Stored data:
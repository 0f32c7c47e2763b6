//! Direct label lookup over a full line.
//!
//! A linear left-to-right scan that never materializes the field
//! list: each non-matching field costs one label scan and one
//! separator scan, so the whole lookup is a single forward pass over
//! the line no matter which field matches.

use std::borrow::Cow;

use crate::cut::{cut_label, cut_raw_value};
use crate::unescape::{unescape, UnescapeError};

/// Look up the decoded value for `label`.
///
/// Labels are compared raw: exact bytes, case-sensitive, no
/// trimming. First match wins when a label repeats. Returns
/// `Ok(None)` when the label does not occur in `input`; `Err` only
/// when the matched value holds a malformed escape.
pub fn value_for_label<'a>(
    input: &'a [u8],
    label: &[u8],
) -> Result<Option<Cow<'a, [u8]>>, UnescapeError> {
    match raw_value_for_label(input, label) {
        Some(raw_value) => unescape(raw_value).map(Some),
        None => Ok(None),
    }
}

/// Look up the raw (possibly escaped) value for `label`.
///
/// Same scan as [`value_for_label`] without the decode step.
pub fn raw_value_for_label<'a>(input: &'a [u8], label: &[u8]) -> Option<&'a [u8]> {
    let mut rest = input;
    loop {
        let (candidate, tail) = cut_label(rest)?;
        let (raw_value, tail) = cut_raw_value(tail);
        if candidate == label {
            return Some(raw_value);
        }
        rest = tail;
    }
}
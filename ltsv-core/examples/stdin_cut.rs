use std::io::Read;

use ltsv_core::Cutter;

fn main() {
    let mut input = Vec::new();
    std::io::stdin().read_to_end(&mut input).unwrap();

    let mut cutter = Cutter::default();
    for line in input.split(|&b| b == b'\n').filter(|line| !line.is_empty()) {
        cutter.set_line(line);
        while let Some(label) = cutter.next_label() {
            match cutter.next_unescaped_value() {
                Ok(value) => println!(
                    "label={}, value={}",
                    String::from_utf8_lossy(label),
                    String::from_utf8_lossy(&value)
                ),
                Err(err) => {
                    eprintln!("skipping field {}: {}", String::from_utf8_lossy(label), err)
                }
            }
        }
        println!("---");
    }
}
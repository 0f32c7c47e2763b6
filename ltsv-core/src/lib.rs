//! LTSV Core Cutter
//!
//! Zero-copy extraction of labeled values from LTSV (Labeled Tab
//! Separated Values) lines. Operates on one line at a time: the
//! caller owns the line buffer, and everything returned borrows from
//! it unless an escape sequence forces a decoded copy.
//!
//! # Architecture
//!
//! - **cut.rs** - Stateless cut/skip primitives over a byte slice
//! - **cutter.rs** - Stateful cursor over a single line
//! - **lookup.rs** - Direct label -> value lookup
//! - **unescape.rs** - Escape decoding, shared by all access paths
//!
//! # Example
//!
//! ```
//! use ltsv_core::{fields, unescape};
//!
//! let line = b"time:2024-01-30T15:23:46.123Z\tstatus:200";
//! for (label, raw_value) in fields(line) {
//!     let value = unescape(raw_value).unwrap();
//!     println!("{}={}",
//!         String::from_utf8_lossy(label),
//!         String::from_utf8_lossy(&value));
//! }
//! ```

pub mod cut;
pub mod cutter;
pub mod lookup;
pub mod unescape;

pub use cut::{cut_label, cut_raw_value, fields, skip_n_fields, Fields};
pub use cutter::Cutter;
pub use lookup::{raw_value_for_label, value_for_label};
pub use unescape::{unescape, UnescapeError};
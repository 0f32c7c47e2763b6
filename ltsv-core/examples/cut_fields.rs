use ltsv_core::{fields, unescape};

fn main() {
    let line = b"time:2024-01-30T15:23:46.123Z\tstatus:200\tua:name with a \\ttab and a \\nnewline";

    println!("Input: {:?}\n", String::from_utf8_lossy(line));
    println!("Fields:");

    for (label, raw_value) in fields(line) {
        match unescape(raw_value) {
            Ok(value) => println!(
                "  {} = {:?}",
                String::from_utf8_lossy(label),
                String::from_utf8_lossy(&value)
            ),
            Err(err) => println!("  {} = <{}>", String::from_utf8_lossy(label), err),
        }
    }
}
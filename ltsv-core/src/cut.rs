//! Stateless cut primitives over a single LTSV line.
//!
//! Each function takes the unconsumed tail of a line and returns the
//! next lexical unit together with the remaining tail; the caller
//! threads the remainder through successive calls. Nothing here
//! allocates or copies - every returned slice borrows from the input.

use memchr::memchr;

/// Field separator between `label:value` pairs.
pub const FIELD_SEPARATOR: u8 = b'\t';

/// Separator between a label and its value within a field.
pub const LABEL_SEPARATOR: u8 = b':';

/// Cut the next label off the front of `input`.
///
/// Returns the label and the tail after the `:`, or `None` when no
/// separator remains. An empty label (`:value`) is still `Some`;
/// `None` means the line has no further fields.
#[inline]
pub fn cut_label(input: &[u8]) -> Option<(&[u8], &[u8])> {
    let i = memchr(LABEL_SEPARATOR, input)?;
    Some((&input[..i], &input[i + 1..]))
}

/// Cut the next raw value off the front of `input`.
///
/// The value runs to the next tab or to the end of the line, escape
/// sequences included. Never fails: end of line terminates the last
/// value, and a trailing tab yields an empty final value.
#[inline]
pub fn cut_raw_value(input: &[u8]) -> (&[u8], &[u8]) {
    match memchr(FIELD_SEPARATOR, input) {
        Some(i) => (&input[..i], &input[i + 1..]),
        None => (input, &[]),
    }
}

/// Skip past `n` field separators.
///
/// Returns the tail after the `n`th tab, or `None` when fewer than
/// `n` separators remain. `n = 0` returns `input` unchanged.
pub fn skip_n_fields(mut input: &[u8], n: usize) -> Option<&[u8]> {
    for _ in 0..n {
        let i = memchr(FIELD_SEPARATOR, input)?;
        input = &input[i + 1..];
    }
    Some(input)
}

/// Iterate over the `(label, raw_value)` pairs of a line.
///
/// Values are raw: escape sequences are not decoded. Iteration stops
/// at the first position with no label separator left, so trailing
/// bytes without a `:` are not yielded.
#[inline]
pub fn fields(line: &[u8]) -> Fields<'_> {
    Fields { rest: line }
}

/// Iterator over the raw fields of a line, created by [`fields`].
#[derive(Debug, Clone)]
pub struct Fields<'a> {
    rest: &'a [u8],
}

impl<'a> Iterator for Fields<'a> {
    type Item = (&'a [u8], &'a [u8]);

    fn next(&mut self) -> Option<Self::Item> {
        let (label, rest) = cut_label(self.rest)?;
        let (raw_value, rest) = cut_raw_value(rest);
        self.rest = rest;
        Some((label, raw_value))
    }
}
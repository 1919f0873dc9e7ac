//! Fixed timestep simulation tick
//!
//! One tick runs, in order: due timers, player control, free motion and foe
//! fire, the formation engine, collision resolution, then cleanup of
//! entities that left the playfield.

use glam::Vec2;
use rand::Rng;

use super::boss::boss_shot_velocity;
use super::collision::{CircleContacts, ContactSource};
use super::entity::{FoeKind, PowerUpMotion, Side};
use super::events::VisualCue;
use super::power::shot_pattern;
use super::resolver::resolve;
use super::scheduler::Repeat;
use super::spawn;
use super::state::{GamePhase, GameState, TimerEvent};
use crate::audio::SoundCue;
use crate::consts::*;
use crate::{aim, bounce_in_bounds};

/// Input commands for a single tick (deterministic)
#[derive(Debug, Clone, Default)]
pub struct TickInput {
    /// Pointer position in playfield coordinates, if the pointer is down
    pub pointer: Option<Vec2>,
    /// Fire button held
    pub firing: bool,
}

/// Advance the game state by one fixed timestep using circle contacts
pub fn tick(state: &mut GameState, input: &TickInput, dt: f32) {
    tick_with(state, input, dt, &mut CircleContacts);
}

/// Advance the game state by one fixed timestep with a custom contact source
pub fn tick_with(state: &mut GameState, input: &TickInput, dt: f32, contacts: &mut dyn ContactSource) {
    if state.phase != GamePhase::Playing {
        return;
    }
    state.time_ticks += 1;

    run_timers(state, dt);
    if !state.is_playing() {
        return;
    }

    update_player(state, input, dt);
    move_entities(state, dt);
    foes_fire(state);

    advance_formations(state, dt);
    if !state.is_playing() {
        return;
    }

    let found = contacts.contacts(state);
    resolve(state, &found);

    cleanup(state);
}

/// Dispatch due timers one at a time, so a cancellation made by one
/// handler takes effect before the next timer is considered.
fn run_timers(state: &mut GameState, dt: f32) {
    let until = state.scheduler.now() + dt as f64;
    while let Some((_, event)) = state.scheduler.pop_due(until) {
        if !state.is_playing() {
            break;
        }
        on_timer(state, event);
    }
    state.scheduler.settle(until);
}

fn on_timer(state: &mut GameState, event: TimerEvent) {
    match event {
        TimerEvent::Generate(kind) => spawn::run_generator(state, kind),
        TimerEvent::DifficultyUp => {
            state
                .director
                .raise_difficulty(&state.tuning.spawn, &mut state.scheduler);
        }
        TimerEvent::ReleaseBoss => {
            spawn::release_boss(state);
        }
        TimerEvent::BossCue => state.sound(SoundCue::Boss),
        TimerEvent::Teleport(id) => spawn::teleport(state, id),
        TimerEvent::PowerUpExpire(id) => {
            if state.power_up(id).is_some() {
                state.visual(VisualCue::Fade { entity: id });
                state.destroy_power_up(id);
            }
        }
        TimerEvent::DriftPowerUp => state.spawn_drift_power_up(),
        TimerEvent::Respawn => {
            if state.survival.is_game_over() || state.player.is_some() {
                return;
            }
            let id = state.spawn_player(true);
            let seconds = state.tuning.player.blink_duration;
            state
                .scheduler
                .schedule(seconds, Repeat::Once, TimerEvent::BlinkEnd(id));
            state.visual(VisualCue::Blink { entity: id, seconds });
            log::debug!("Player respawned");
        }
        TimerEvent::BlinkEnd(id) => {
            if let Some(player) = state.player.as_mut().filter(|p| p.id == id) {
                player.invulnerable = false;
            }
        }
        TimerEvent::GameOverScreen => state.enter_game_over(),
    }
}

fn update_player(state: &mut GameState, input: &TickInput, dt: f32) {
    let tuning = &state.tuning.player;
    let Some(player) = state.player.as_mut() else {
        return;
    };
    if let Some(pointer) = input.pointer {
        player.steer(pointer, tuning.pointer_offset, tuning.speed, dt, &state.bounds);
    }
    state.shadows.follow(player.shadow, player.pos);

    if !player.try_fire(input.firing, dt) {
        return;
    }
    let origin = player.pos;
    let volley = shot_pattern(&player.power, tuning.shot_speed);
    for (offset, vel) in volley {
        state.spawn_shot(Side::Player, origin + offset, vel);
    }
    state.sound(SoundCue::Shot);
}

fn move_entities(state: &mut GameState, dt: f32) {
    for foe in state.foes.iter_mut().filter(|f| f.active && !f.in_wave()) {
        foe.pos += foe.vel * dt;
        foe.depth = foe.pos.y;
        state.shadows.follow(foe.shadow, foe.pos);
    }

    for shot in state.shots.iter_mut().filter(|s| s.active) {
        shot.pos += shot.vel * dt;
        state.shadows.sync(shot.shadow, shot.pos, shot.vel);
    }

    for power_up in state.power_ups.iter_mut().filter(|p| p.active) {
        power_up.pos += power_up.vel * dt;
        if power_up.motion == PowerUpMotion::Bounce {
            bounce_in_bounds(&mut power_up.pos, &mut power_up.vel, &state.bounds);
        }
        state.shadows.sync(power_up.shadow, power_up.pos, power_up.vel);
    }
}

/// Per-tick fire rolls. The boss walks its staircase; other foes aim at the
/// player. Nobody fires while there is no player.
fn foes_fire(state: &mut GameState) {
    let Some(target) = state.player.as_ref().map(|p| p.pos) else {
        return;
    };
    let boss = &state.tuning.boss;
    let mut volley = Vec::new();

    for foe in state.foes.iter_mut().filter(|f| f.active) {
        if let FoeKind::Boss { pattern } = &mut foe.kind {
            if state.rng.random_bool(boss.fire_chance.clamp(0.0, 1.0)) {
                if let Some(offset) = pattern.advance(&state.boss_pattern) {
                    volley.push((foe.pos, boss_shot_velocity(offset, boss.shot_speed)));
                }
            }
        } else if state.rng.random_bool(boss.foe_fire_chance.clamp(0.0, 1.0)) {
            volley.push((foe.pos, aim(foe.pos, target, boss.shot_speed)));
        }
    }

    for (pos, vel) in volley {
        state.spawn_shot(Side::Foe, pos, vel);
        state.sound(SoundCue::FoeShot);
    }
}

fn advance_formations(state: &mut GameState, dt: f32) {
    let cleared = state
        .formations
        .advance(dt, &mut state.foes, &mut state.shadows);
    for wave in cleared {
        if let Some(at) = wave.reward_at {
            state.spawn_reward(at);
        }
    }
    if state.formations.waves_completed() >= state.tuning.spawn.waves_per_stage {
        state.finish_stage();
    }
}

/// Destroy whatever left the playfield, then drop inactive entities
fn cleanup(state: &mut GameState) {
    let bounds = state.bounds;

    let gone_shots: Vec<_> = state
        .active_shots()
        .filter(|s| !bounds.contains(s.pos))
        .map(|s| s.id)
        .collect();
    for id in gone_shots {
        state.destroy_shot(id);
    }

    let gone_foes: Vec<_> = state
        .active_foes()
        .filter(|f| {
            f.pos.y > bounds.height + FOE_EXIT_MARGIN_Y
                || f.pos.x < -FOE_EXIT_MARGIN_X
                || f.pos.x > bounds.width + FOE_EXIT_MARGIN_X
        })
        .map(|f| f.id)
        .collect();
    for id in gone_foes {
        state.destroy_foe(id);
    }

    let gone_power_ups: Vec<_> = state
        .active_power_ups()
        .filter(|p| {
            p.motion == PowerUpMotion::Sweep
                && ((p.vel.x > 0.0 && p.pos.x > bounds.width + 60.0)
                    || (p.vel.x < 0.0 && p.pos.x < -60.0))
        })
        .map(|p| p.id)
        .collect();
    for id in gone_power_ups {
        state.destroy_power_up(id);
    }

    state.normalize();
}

What the task asks: Among the lines above, count those that hold the word "single" and give only the count.

Problem solution: 4